Autor: Uni Luxemburg
Photo © LCSB
(Bild eines Gewebeschnittes das eine transplantierte induzierte neurale Stammzelle (grün) zeigt, die vollständig im neuralen Netzwerk des Gehirns (blau) integriert ist um sich in eine funktionelle Nervenzelle zu entwickeln).
Infobox
Ihre Ergebnisse haben die Forscher des Luxembourg Centre for Systems Biomedicine (LCSB) in der aktuellen Ausgabe von ‚Stem Cell Reports’ publiziert.
Die Parkinson-Krankheit ist eine sogenannte neurodegenerative Krankheit, die hauptsächlich bei älteren Menschen vorkommt. Das bekannteste Symptom der Parkinson-Krankheit sind Bewegungsstörungen, aber auch Wahrnehmung und Riechfunktion können reduziert sein. Seit langem ist klar, dass Symptome wie Muskelzittern, Muskelstarre und schließlich die völlige Bewegungsunfähigkeit durch das Absterben bestimmter Gehirnzellen ausgelöst werden. Die Ursache für diesen Zelltod besteht aus einem komplexen Zusammenwirken genetisch-molekularer Prozesse sowie äußerer Einflüsse. Wie die zahlreichen Faktoren zusammenhängen und sich gegenseitig beeinflussen, ist jedoch noch weitgehend unbekannt.

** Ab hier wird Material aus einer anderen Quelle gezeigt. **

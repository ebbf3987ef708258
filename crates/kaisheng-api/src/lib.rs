//! Shared types for KaiSheng
//!
//! These are the serializable shapes the engine reports and the CLI
//! renders:
//! - Block scopes and the resolved downtime policy
//! - Reason codes for blocked apps
//! - Usage limit and motion status
//! - Whole-system status snapshots

mod types;

pub use types::*;

/// Current version of the status snapshot format
pub const API_VERSION: u32 = 1;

Als Zelle bezeichnet man die kleinste strukturelle Einheit des Körpers. Zellen fügen sich zusammen, um Gewebe und Organe zu bilden. Jedes Organ besteht aus unterschiedlichen Zelltypen, wie z.B. Haut-, Blut- oder Leberzellen.

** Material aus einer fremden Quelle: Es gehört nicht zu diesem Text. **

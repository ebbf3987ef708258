//! kaisheng - screen-time manager
//!
//! Wires together:
//! - Configuration loading
//! - Store initialization
//! - Core engine
//! - One-shot queries and the long-running enforcement loop

use anyhow::{Context, Result, bail};
use clap::{Parser, Subcommand};
use kaisheng_api::{BlockScope, ReasonCode, StatusSnapshot};
use kaisheng_config::{Policy, load_config};
use kaisheng_core::{CoreEngine, CoreEvent};
use kaisheng_store::{AuditEvent, AuditEventType, SqliteStore, Store};
use kaisheng_util::{
    AppId, ScheduleId, default_config_path, format_clock_time, format_datetime_full, format_duration,
};
use std::path::{Path, PathBuf};
use std::sync::Arc;
use std::time::Duration;
use tokio::io::{AsyncBufReadExt, BufReader};
use tokio::signal::unix::{SignalKind, signal};
use tracing::{debug, info, warn};
use tracing_subscriber::EnvFilter;

/// kaisheng - downtime schedules, app limits and walking restriction
#[derive(Parser, Debug)]
#[command(name = "kaisheng")]
#[command(about = "Screen-time manager", long_about = None)]
struct Args {
    /// Configuration file path (default: ~/.config/kaisheng/config.toml)
    #[arg(short, long, default_value_os_t = default_config_path())]
    config: PathBuf,

    /// Data directory override (or set KAISHENG_DATA_DIR env var)
    #[arg(short, long, env = "KAISHENG_DATA_DIR")]
    data_dir: Option<PathBuf>,

    /// Log level
    #[arg(short, long, default_value = "warn")]
    log_level: String,

    #[command(subcommand)]
    command: Command,
}

#[derive(Subcommand, Debug)]
enum Command {
    /// Show enforced downtime, limits and motion state
    Status {
        /// Print the snapshot as JSON
        #[arg(long)]
        json: bool,
    },

    /// Decide whether an app may be opened now
    Check {
        app: String,

        /// Treat the user as currently walking
        #[arg(long)]
        walking: bool,
    },

    /// List configured schedules
    Schedules,

    /// Record foreground usage for an app
    Usage { app: String, seconds: u64 },

    /// Show recent audit events
    Audit {
        #[arg(long, default_value_t = 20)]
        limit: usize,
    },

    /// Run the enforcement loop until interrupted
    Run {
        /// Tick interval override in seconds
        #[arg(long)]
        interval_secs: Option<u64>,
    },
}

fn open(args: &Args) -> Result<(CoreEngine, Arc<dyn Store>)> {
    let policy = load_config(&args.config)
        .with_context(|| format!("Failed to load config from {:?}", args.config))?;

    info!(
        config_path = %args.config.display(),
        schedule_count = policy.schedules.len(),
        limit_count = policy.limits.len(),
        "Configuration loaded"
    );

    let data_dir = args
        .data_dir
        .clone()
        .unwrap_or_else(|| policy.service.data_dir.clone());

    std::fs::create_dir_all(&data_dir)
        .with_context(|| format!("Failed to create data directory {:?}", data_dir))?;

    let db_path = data_dir.join("kaisheng.db");
    let store: Arc<dyn Store> = Arc::new(
        SqliteStore::open(&db_path)
            .with_context(|| format!("Failed to open database {:?}", db_path))?,
    );

    if !store.is_healthy() {
        bail!("Store at {:?} is not usable", db_path);
    }

    debug!(db_path = %db_path.display(), "Store initialized");

    Ok((CoreEngine::new(policy, store.clone()), store))
}

fn describe_scope(scope: &BlockScope) -> String {
    match scope {
        BlockScope::Device => "device".to_string(),
        BlockScope::Apps { apps } => {
            let names: Vec<&str> = apps.iter().map(|a| a.as_str()).collect();
            format!("apps: {}", names.join(", "))
        }
    }
}

fn describe_reason(reason: &ReasonCode) -> String {
    match reason {
        ReasonCode::Downtime { name, ends_at, .. } => match ends_at {
            Some(end) => format!("downtime \"{}\" until {}", name, format_clock_time(end)),
            None => format!("downtime \"{}\"", name),
        },
        ReasonCode::LimitReached { used, limit } => format!(
            "daily limit reached ({} of {})",
            format_duration(*used),
            format_duration(*limit)
        ),
        ReasonCode::WalkingRestriction => "walking".to_string(),
    }
}

fn describe_event(event: &CoreEvent) -> String {
    match event {
        CoreEvent::DowntimeStarted { downtime } => format!(
            "Downtime \"{}\" started ({})",
            downtime.name,
            describe_scope(&downtime.scope)
        ),
        CoreEvent::DowntimeChanged { previous, downtime } => format!(
            "Downtime switched from {} to \"{}\" ({})",
            previous,
            downtime.name,
            describe_scope(&downtime.scope)
        ),
        CoreEvent::DowntimeEnded { name, .. } => format!("Downtime \"{}\" ended", name),
        CoreEvent::LimitWarning {
            app_id,
            remaining,
            message,
            ..
        } => match message {
            Some(message) => format!("{}: {}", app_id, message),
            None => format!("{}: {} left today", app_id, format_duration(*remaining)),
        },
        CoreEvent::LimitReached { app_id, limit, .. } => format!(
            "{}: daily limit of {} reached",
            app_id,
            format_duration(*limit)
        ),
        CoreEvent::MotionRestrictionChanged { restricting, .. } => {
            if *restricting {
                "Walking restriction engaged".to_string()
            } else {
                "Walking restriction released".to_string()
            }
        }
        CoreEvent::ScheduleToggled {
            schedule_id,
            enabled,
        } => format!(
            "Schedule {} {}",
            schedule_id,
            if *enabled { "enabled" } else { "disabled" }
        ),
        CoreEvent::PolicyReloaded {
            schedule_count,
            limit_count,
        } => format!(
            "Policy reloaded ({} schedules, {} limits)",
            schedule_count, limit_count
        ),
    }
}

fn print_status(snapshot: &StatusSnapshot, usage: &[(AppId, Duration)]) {
    match &snapshot.downtime {
        Some(downtime) => {
            print!(
                "Downtime: {} ({})",
                downtime.name,
                describe_scope(&downtime.scope)
            );
            if let Some(end) = &downtime.ends_at {
                print!(" until {}", format_clock_time(end));
            }
            println!();
            if !downtime.overlapping.is_empty() {
                let ids: Vec<&str> = downtime.overlapping.iter().map(|s| s.as_str()).collect();
                println!("  also active: {}", ids.join(", "));
            }
        }
        None => println!("Downtime: none"),
    }

    if let Some((id, start)) = &snapshot.next_downtime {
        println!("Next downtime: {} at {}", id, start.format("%a %H:%M"));
    }

    println!(
        "Walking restriction: {}",
        if snapshot.motion.restricting { "on" } else { "off" }
    );

    if !snapshot.limits.is_empty() {
        println!("Limits:");
        for limit in &snapshot.limits {
            println!(
                "  {:<20} {} / {}{}",
                limit.app_id.as_str(),
                format_duration(limit.used),
                format_duration(limit.limit),
                if limit.exceeded { " (reached)" } else { "" }
            );
        }
    }

    if !usage.is_empty() {
        println!("Usage today:");
        for (app_id, used) in usage {
            println!("  {:<20} {}", app_id.as_str(), format_duration(*used));
        }
    }
}

fn print_audit(event: &AuditEvent) -> Result<()> {
    println!(
        "{}  {}",
        format_datetime_full(&event.timestamp),
        serde_json::to_string(&event.event)?
    );
    Ok(())
}

/// Apply one line of input from stdin to the running engine.
///
/// Accepted lines: `walking`, `stationary`, `usage <app> <seconds>`,
/// `enable <schedule>`, `disable <schedule>`.
fn handle_input(engine: &mut CoreEngine, line: &str) -> Result<Vec<CoreEvent>> {
    let now = kaisheng_util::now();
    let mut parts = line.split_whitespace();

    let events = match (parts.next(), parts.next(), parts.next()) {
        (None, _, _) => Vec::new(),
        (Some("walking"), None, _) => engine.report_motion(true, now).into_iter().collect(),
        (Some("stationary"), None, _) => engine.report_motion(false, now).into_iter().collect(),
        (Some("usage"), Some(app), Some(seconds)) => {
            let seconds: u64 = seconds
                .parse()
                .with_context(|| format!("Invalid seconds: {}", seconds))?;
            engine.record_usage(&AppId::new(app), Duration::from_secs(seconds), now)?
        }
        (Some("enable"), Some(id), None) => {
            vec![engine.set_schedule_enabled(&ScheduleId::new(id), true)?]
        }
        (Some("disable"), Some(id), None) => {
            vec![engine.set_schedule_enabled(&ScheduleId::new(id), false)?]
        }
        _ => bail!("Unrecognized input: {}", line),
    };

    Ok(events)
}

async fn run(
    mut engine: CoreEngine,
    store: Arc<dyn Store>,
    config_path: &Path,
    interval_override: Option<Duration>,
) -> Result<()> {
    store.append_audit(AuditEvent::new(AuditEventType::ServiceStarted))?;
    engine.audit_policy_loaded(kaisheng_util::now());

    let mut sigterm = signal(SignalKind::terminate())
        .context("Failed to create SIGTERM handler")?;
    let mut sigint = signal(SignalKind::interrupt())
        .context("Failed to create SIGINT handler")?;
    let mut sighup = signal(SignalKind::hangup())
        .context("Failed to create SIGHUP handler")?;

    let mut interval = tick_interval(engine.policy(), interval_override);
    let mut tick_timer = tokio::time::interval(interval);
    let mut input = BufReader::new(tokio::io::stdin()).lines();
    let mut input_open = true;

    info!(interval_secs = interval.as_secs(), "Enforcement loop running");

    loop {
        let events = tokio::select! {
            _ = sigterm.recv() => {
                info!("Received SIGTERM, shutting down gracefully");
                break;
            }
            _ = sigint.recv() => {
                info!("Received SIGINT, shutting down gracefully");
                break;
            }

            // Data directory changes need a restart
            _ = sighup.recv() => match load_config(config_path) {
                Ok(policy) => {
                    let next = tick_interval(&policy, interval_override);
                    let event = engine.reload_policy(policy);
                    if next != interval {
                        info!(interval_secs = next.as_secs(), "Tick interval changed");
                        interval = next;
                        tick_timer = tokio::time::interval(next);
                    }
                    vec![event]
                }
                Err(e) => {
                    warn!(error = %e, "Reload failed, keeping current policy");
                    Vec::new()
                }
            },

            _ = tick_timer.tick() => engine.tick(kaisheng_util::now()),

            line = input.next_line(), if input_open => match line {
                Ok(Some(line)) => match handle_input(&mut engine, &line) {
                    Ok(events) => events,
                    Err(e) => {
                        warn!(error = %e, "Ignoring input");
                        Vec::new()
                    }
                },
                Ok(None) => {
                    debug!("Input closed");
                    input_open = false;
                    Vec::new()
                }
                Err(e) => {
                    warn!(error = %e, "Failed to read input");
                    input_open = false;
                    Vec::new()
                }
            },
        };

        for event in &events {
            debug!(event = ?event, "Core event");
            println!(
                "[{}] {}",
                format_clock_time(&kaisheng_util::now()),
                describe_event(event)
            );
        }
    }

    store.append_audit(AuditEvent::new(AuditEventType::ServiceStopped))?;
    info!("Enforcement loop stopped");
    Ok(())
}

/// The command-line override wins over the configured interval
fn tick_interval(policy: &Policy, interval_override: Option<Duration>) -> Duration {
    interval_override.unwrap_or(policy.service.tick_interval)
}

#[tokio::main]
async fn main() -> Result<()> {
    let args = Args::parse();

    let filter = EnvFilter::try_from_default_env()
        .unwrap_or_else(|_| EnvFilter::new(&args.log_level));

    tracing_subscriber::fmt()
        .with_env_filter(filter)
        .with_target(true)
        .with_writer(std::io::stderr)
        .init();

    debug!(
        version = env!("CARGO_PKG_VERSION"),
        mock_time = kaisheng_util::is_mock_time_active(),
        "kaisheng starting"
    );

    let (mut engine, store) = open(&args)?;
    let now = kaisheng_util::now();

    match args.command {
        Command::Status { json } => {
            let snapshot = engine.snapshot(now)?;
            if json {
                println!("{}", serde_json::to_string_pretty(&snapshot)?);
            } else {
                let usage = store.get_usage_for_day(now.date_naive())?;
                print_status(&snapshot, &usage);
            }
        }
        Command::Check { app, walking } => {
            let app_id = AppId::new(app);
            let view = if walking {
                engine.evaluate_app_while_walking(&app_id, now)?
            } else {
                engine.evaluate_app(&app_id, now)?
            };
            if view.allowed {
                print!("{}: allowed", view.app_id);
                if let Some(remaining) = view.remaining_today {
                    print!(" ({} left today)", format_duration(remaining));
                }
                println!();
            } else {
                let reasons: Vec<String> = view.reasons.iter().map(describe_reason).collect();
                println!("{}: blocked ({})", view.app_id, reasons.join("; "));
            }
        }
        Command::Schedules => {
            for view in engine.schedules(now) {
                println!(
                    "{:<16} {:<36} {:<24} {}{}",
                    view.schedule_id.as_str(),
                    view.window,
                    describe_scope(&view.scope),
                    if view.enabled { "" } else { "disabled " },
                    if view.active { "active" } else { "" }
                );
            }
        }
        Command::Usage { app, seconds } => {
            let app_id = AppId::new(app);
            let events = engine.record_usage(&app_id, Duration::from_secs(seconds), now)?;
            for event in &events {
                println!("{}", describe_event(event));
            }
            if let Some(status) = engine.limit_status(&app_id, now)? {
                println!(
                    "{}: {} used, {} left today",
                    app_id,
                    format_duration(status.used),
                    format_duration(status.remaining)
                );
            }
        }
        Command::Audit { limit } => {
            for event in store.get_recent_audits(limit)? {
                print_audit(&event)?;
            }
        }
        Command::Run { interval_secs } => {
            let interval_override = match interval_secs {
                Some(0) => bail!("Tick interval must be positive"),
                secs => secs.map(Duration::from_secs),
            };
            run(engine, store, &args.config, interval_override).await?;
        }
    }

    Ok(())
}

Neurone oder Nervenzellen sind spezialisierte Körperzellen die Informationen durch chemische und elektrische Signale übertragen.
In jedem Organ findet man sogenannte Stammzellen. Diese haben eine besondere Rolle: sie ermöglichen dem Organ zu wachsen, sich selbst zu erhalten und zu erneuern. Dies ist nicht nur bei Neugeborenen der Fall: auch erwachsene Organe beinhalten Stammzellen und müssen regelmäßig „gewartet“ werden. So bilden beispielsweise Stammzellen, die tief in der Haut liegen, ständig eine neue Schicht Hautzellen die langsam von innen nach außen verlagert wird. Damit aus einer Stammzelle ein spezialisierte Zelle wird, muss die Stammzelle ein bestimmtes Signal aus der Umgebung erhalten, sich teilen und durch einen Prozess den man Differenzierung nennt eine ausgereifte Zelle bilden.
Dopamin ist ein Neurotransmitter, also ein chemischer Botenstoff der Impulse zwischen Nervenzellen weitergibt. Es wird für lebensnotwendige Steuerungs- und Regelungsvorgänge gebraucht, z.B. Muskelbewegungen oder Hormonhaushalt. Im Volksmund ist es auch als „Glückshormon“ bekannt, da es für unseren Antrieb und Motivation zuständig ist.